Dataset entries
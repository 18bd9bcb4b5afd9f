//! Bearer token wrapper and API base URL parsing.

use url::Url;

use super::error::ClientError;

/// Default API location used when nothing else is configured.
pub const DEFAULT_API_URL: &str = "http://localhost:8080";

/// Bearer token wrapper enforcing presence.
#[derive(Debug, Clone, PartialEq, Eq)]
pub struct BearerToken(String);

impl BearerToken {
    /// Validates that the token is non-empty and trims whitespace.
    ///
    /// # Errors
    ///
    /// Returns [`ClientError::MissingToken`] when the supplied string is blank.
    pub fn new(token: impl AsRef<str>) -> Result<Self, ClientError> {
        let trimmed = token.as_ref().trim();
        if trimmed.is_empty() {
            return Err(ClientError::MissingToken);
        }
        Ok(Self(trimmed.to_owned()))
    }

    /// Borrow the token value.
    #[must_use]
    pub const fn value(&self) -> &str {
        self.0.as_str()
    }
}

impl AsRef<str> for BearerToken {
    fn as_ref(&self) -> &str {
        self.value()
    }
}

/// Base URL of the bookstore API.
///
/// The stored URL always ends with a slash so that relative endpoint paths
/// join beneath any path prefix (e.g. `https://host/api/`).
#[derive(Debug, Clone, PartialEq, Eq)]
pub struct ApiBase(Url);

impl ApiBase {
    /// Parses an API base URL.
    ///
    /// # Errors
    ///
    /// Returns [`ClientError::Configuration`] when the value is not an
    /// absolute `http` or `https` URL.
    pub fn parse(input: &str) -> Result<Self, ClientError> {
        let mut url = Url::parse(input.trim()).map_err(|error| ClientError::Configuration {
            message: format!("API URL '{input}' is invalid: {error}"),
        })?;

        if !matches!(url.scheme(), "http" | "https") {
            return Err(ClientError::Configuration {
                message: format!("API URL '{input}' must use http or https"),
            });
        }

        if !url.path().ends_with('/') {
            let with_slash = format!("{}/", url.path());
            url.set_path(&with_slash);
        }
        url.set_query(None);
        url.set_fragment(None);
        Ok(Self(url))
    }

    /// Resolves an endpoint beneath the base from its path segments.
    ///
    /// Each segment is percent-encoded, so identifiers never escape their
    /// position in the path.
    ///
    /// # Errors
    ///
    /// Returns [`ClientError::InvalidRoute`] when the base cannot carry a path.
    pub fn endpoint(&self, segments: &[&str]) -> Result<Url, ClientError> {
        let mut url = self.0.clone();
        url.path_segments_mut()
            .map_err(|()| ClientError::InvalidRoute(format!("{} cannot hold a path", self.0)))?
            .pop_if_empty()
            .extend(segments);
        Ok(url)
    }

    /// Borrow the underlying URL.
    #[must_use]
    pub const fn as_url(&self) -> &Url {
        &self.0
    }
}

The task: Start at the line with "value is not an" and stop at the end of the records. Write those lines out exactly and add nothing.

Exercise solution:
    /// Returns [`ClientError::Configuration`] when the value is not an
    /// absolute `http` or `https` URL.
    pub fn parse(input: &str) -> Result<Self, ClientError> {
        let mut url = Url::parse(input.trim()).map_err(|error| ClientError::Configuration {
            message: format!("API URL '{input}' is invalid: {error}"),
        })?;

        if !matches!(url.scheme(), "http" | "https") {
            return Err(ClientError::Configuration {
                message: format!("API URL '{input}' must use http or https"),
            });
        }

        if !url.path().ends_with('/') {
            let with_slash = format!("{}/", url.path());
            url.set_path(&with_slash);
        }
        url.set_query(None);
        url.set_fragment(None);
        Ok(Self(url))
    }

    /// Resolves an endpoint beneath the base from its path segments.
    ///
    /// Each segment is percent-encoded, so identifiers never escape their
    /// position in the path.
    ///
    /// # Errors
    ///
    /// Returns [`ClientError::InvalidRoute`] when the base cannot carry a path.
    pub fn endpoint(&self, segments: &[&str]) -> Result<Url, ClientError> {
        let mut url = self.0.clone();
        url.path_segments_mut()
            .map_err(|()| ClientError::InvalidRoute(format!("{} cannot hold a path", self.0)))?
            .pop_if_empty()
            .extend(segments);
        Ok(url)
    }

    /// Borrow the underlying URL.
    #[must_use]
    pub const fn as_url(&self) -> &Url {
        &self.0
    }
}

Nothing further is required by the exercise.